**Records for processing**:
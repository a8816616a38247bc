//! Sync Manager - wires the engine together
//!
//! Owns the configure state machine (`Unconfigured <-> Configured`): every
//! credential change cancels the listener, drains an in-flight push, rebinds
//! the cloud adapter, then re-subscribes and restarts the scheduler.
//! Remote changes go through the reconciliation policy before they replace
//! local state; writes carrying this device's id never do.

use std::path::{Path, PathBuf};
use std::sync::Arc;
use std::time::Duration;
use tokio::sync::Mutex;
use tokio::task::JoinHandle;

use super::connectivity::ConnectivityMonitor;
use super::listener::{ChangeListener, Subscription};
use super::models::{
    ApplicationSnapshot, ConfigError, DeviceIdentity, RemoteChange, SyncConfig, SyncMetadata, SyncState,
};
use super::reconcile::reconcile;
use super::scheduler::{PushOutcome, SchedulerConfig, SchedulerError, SyncScheduler};
use super::store::{CloudStore, SyncError};
use crate::backup::{self, BackupError};
use crate::db::{Database, DbError, SYNC_CONFIG_KEY};
use crate::state::SnapshotStore;

/// Current adapter binding and listener
struct Binding {
    config: Option<SyncConfig>,
    listen_interval: Duration,
    subscription: Subscription,
    started: bool,
}

/// Sync manager - main orchestrator
#[derive(Clone)]
pub struct SyncManager {
    state: Arc<dyn SnapshotStore>,
    db: Option<Arc<Database>>,
    device: DeviceIdentity,
    monitor: Arc<ConnectivityMonitor>,
    scheduler: SyncScheduler,
    binding: Arc<Mutex<Binding>>,
}

impl SyncManager {
    /// Unconfigured manager over an arbitrary state store; nothing is persisted
    pub fn new(state: Arc<dyn SnapshotStore>, device: DeviceIdentity, monitor: Arc<ConnectivityMonitor>) -> Self {
        let cloud = Arc::new(CloudStore::unconfigured(device.clone()));
        Self::assemble(state, None, device, monitor, cloud, None)
    }

    /// Manager backed by the local database: device identity, local snapshot
    /// and persisted configuration (with `BODEGA_SYNC_*` overrides)
    pub fn open(db: Arc<Database>, monitor: Arc<ConnectivityMonitor>) -> Result<Self, SyncManagerError> {
        let device = db.device_identity()?;
        let config = load_config(&db)?;

        let cloud = match &config {
            Some(config) => CloudStore::from_config(config, device.clone()),
            None => {
                log::warn!("Cloud sync not configured; running local-only");
                CloudStore::unconfigured(device.clone())
            }
        };

        let state: Arc<dyn SnapshotStore> = db.clone();
        Ok(Self::assemble(state, Some(db), device, monitor, Arc::new(cloud), config))
    }

    fn assemble(
        state: Arc<dyn SnapshotStore>,
        db: Option<Arc<Database>>,
        device: DeviceIdentity,
        monitor: Arc<ConnectivityMonitor>,
        cloud: Arc<CloudStore>,
        config: Option<SyncConfig>,
    ) -> Self {
        // Only a config that produced a live adapter counts as configured
        let config = config.filter(|_| cloud.is_configured());
        let timing = config.as_ref().map(SchedulerConfig::from).unwrap_or_default();
        let listen_interval = config
            .as_ref()
            .map(SyncConfig::listen_interval)
            .unwrap_or_else(|| SyncConfig::default().listen_interval());

        let scheduler = SyncScheduler::new(cloud, Arc::clone(&state), Arc::clone(&monitor), timing);
        state.set_change_hook(scheduler.change_hook());

        Self {
            state,
            db,
            device,
            monitor,
            scheduler,
            binding: Arc::new(Mutex::new(Binding {
                config,
                listen_interval,
                subscription: Subscription::inert(),
                started: false,
            })),
        }
    }

    pub fn device(&self) -> &DeviceIdentity {
        &self.device
    }

    pub fn monitor(&self) -> &Arc<ConnectivityMonitor> {
        &self.monitor
    }

    pub fn scheduler(&self) -> &SyncScheduler {
        &self.scheduler
    }

    pub async fn sync_state(&self) -> SyncState {
        if self.binding.lock().await.config.is_some() {
            SyncState::Configured
        } else {
            SyncState::Unconfigured
        }
    }

    pub async fn config(&self) -> Option<SyncConfig> {
        self.binding.lock().await.config.clone()
    }

    pub fn status(&self) -> SyncMetadata {
        self.scheduler.status()
    }

    // ========================================================================
    // Lifecycle
    // ========================================================================

    /// Start the engine: catch up with the remote document, subscribe to
    /// changes and arm the scheduler. While unconfigured only the intent is
    /// recorded; a later `configure` brings sync up.
    pub async fn start(&self) -> Result<(), SyncManagerError> {
        let mut binding = self.binding.lock().await;
        if binding.started {
            return Err(SchedulerError::AlreadyRunning.into());
        }
        binding.started = true;

        if binding.config.is_none() {
            log::warn!("Sync engine started without cloud configuration");
            return Ok(());
        }
        self.bring_up(&mut binding).await
    }

    /// Cancel the listener and the scheduler triggers
    pub async fn shutdown(&self) {
        let mut binding = self.binding.lock().await;
        binding.started = false;
        binding.subscription.cancel();
        if self.scheduler.is_running() {
            let _ = self.scheduler.stop();
        }
        log::info!("Sync engine stopped");
    }

    /// Bind new credentials (`Unconfigured -> Configured`, or re-configure)
    pub async fn configure(&self, config: SyncConfig) -> Result<SyncState, SyncManagerError> {
        config.validate()?;
        let cloud = CloudStore::from_config(&config, self.device.clone());
        self.configure_with(config, cloud).await
    }

    /// Bind new credentials over an explicitly built adapter
    pub async fn configure_with(&self, config: SyncConfig, cloud: CloudStore) -> Result<SyncState, SyncManagerError> {
        config.validate()?;
        if !cloud.is_configured() {
            return Err(SyncManagerError::NotConfigured);
        }
        if let Some(db) = &self.db {
            db.set_setting(SYNC_CONFIG_KEY, &config)?;
        }

        log::info!(
            "Configuring cloud sync (project {}, document {})",
            config.project_id,
            cloud.document_id()
        );
        self.rebind(Some(config), Arc::new(cloud)).await
    }

    /// Remove credentials (`Configured -> Unconfigured`)
    pub async fn unconfigure(&self) -> Result<SyncState, SyncManagerError> {
        if let Some(db) = &self.db {
            db.delete_setting(SYNC_CONFIG_KEY)?;
        }
        log::info!("Removing cloud sync configuration");
        self.rebind(None, Arc::new(CloudStore::unconfigured(self.device.clone()))).await
    }

    async fn rebind(&self, config: Option<SyncConfig>, cloud: Arc<CloudStore>) -> Result<SyncState, SyncManagerError> {
        let mut binding = self.binding.lock().await;

        binding.subscription.cancel();
        if self.scheduler.is_running() {
            self.scheduler.stop()?;
        }
        self.scheduler.rebind(cloud).await;

        if let Some(config) = &config {
            self.scheduler.set_config(SchedulerConfig::from(config));
            binding.listen_interval = config.listen_interval();
        }
        binding.config = config;

        if binding.config.is_none() {
            return Ok(SyncState::Unconfigured);
        }
        if binding.started {
            self.bring_up(&mut binding).await?;
        }
        Ok(SyncState::Configured)
    }

    async fn bring_up(&self, binding: &mut Binding) -> Result<(), SyncManagerError> {
        let cloud = self.scheduler.current_cloud();

        // Adopt a newer remote snapshot before the first push can overwrite it
        if self.monitor.is_online() {
            match cloud.load_document().await {
                Ok(Some(document)) => {
                    self.apply(document.into_change())?;
                }
                Ok(None) => log::info!("No remote document yet; first push will create it"),
                Err(e) => log::warn!("Initial catch-up failed: {}", e),
            }
        }

        let listener = ChangeListener::new(cloud, binding.listen_interval);
        let reconciler = self.reconciler();
        binding.subscription = listener.subscribe(move |change| {
            if let Err(e) = reconciler.apply(change) {
                log::error!("Failed to apply remote change: {}", e);
            }
        });

        self.scheduler.start()?;
        Ok(())
    }

    /// Run a remote change through the reconciliation policy; returns
    /// whether it replaced local state
    pub fn apply(&self, change: RemoteChange) -> Result<bool, SyncManagerError> {
        Ok(self.reconciler().apply(change)?)
    }

    fn reconciler(&self) -> Reconciler {
        Reconciler {
            state: Arc::clone(&self.state),
            scheduler: self.scheduler.clone(),
            device: self.device.clone(),
        }
    }

    // ========================================================================
    // Manual operations
    // ========================================================================

    /// Run one push cycle now and wait for it
    pub async fn push_now(&self) -> PushOutcome {
        self.scheduler.push().await
    }

    /// Request a push without waiting
    pub fn trigger_now(&self) -> JoinHandle<PushOutcome> {
        self.scheduler.trigger_now()
    }

    /// Fetch the remote document. Reconciled unless `force`, which adopts it
    /// regardless of timestamps. Returns whether local state was replaced.
    pub async fn pull(&self, force: bool) -> Result<bool, SyncManagerError> {
        let cloud = self.scheduler.current_cloud();
        if !cloud.is_configured() {
            return Err(SyncManagerError::NotConfigured);
        }

        let document = match cloud.load_document().await? {
            Some(document) => document,
            None => {
                log::info!("Nothing to pull: no remote document {}", cloud.document_id());
                return Ok(false);
            }
        };

        let change = document.into_change();
        if !force {
            return self.apply(change);
        }

        log::info!("Force-adopting remote snapshot ({} records)", change.snapshot.record_count());
        self.reconciler().adopt(change)?;
        Ok(true)
    }

    /// Periodically probe the bound adapter and feed the monitor
    pub fn spawn_probe(&self, every: Duration) -> JoinHandle<()> {
        self.monitor.spawn_probe(Arc::new(self.scheduler.clone()), every)
    }

    pub fn snapshot(&self) -> Result<ApplicationSnapshot, SyncManagerError> {
        Ok(self.state.export_snapshot()?)
    }

    pub fn backup_to_dir(&self, dir: &Path) -> Result<PathBuf, SyncManagerError> {
        Ok(backup::export_to_dir(self.state.as_ref(), dir)?)
    }

    /// Replace local state with a backup; the restored state is pushed like
    /// any other local edit
    pub fn restore_file(&self, path: &Path) -> Result<ApplicationSnapshot, SyncManagerError> {
        let snapshot = backup::restore_file(path, self.state.as_ref())?;
        self.scheduler.notify_local_change();
        Ok(snapshot)
    }
}

/// Applies remote changes to local state; handed to the listener callback
#[derive(Clone)]
struct Reconciler {
    state: Arc<dyn SnapshotStore>,
    scheduler: SyncScheduler,
    device: DeviceIdentity,
}

impl Reconciler {
    fn apply(&self, change: RemoteChange) -> Result<bool, DbError> {
        let local = self.scheduler.last_sync();

        // Our own write carries nothing newer than local state, even when its
        // ack never arrived; only the sync point catches up.
        if change.device_id.as_deref() == Some(self.device.as_str()) {
            if reconcile(local, change.last_sync) {
                log::info!("Own write confirmed remotely at {:?}", change.last_sync);
                self.scheduler.set_last_sync(change.last_sync);
            } else {
                log::debug!("Ignoring echo of our own write");
            }
            return Ok(false);
        }

        if !reconcile(local, change.last_sync) {
            log::debug!("Keeping local state (local {:?}, remote {:?})", local, change.last_sync);
            return Ok(false);
        }

        log::info!(
            "Adopting remote snapshot from {} ({} records, lastSync {:?})",
            change.device_id.as_deref().unwrap_or("unknown device"),
            change.snapshot.record_count(),
            change.last_sync
        );
        self.adopt(change)?;
        Ok(true)
    }

    /// Replace local state wholesale and move the sync point with it
    fn adopt(&self, change: RemoteChange) -> Result<(), DbError> {
        self.state.import_snapshot(change.snapshot)?;
        self.scheduler.set_last_sync(change.last_sync);
        Ok(())
    }
}

/// Persisted configuration with environment overrides; `None` when the
/// required credentials are still missing
pub fn load_config(db: &Database) -> Result<Option<SyncConfig>, DbError> {
    let stored: Option<SyncConfig> = db.get_setting(SYNC_CONFIG_KEY)?;
    let config = stored.unwrap_or_default().apply_env();

    match config.validate() {
        Ok(()) => Ok(Some(config)),
        Err(e) => {
            log::debug!("No usable sync configuration: {}", e);
            Ok(None)
        }
    }
}

/// Sync manager errors
#[derive(Debug, thiserror::Error)]
pub enum SyncManagerError {
    #[error("Sync is not configured")]
    NotConfigured,

    #[error("Configuration error: {0}")]
    Config(#[from] ConfigError),

    #[error("Sync error: {0}")]
    Sync(#[from] SyncError),

    #[error("Scheduler error: {0}")]
    Scheduler(#[from] SchedulerError),

    #[error("Backup error: {0}")]
    Backup(#[from] BackupError),

    #[error("Database error: {0}")]
    Database(#[from] DbError),
}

**Work item**:
Copy out, from the records above, every line that holds the string "started".

**Final answer**:
    started: bool,
                started: false,
        if binding.started {
        binding.started = true;
            log::warn!("Sync engine started without cloud configuration");
        binding.started = false;
        if binding.started {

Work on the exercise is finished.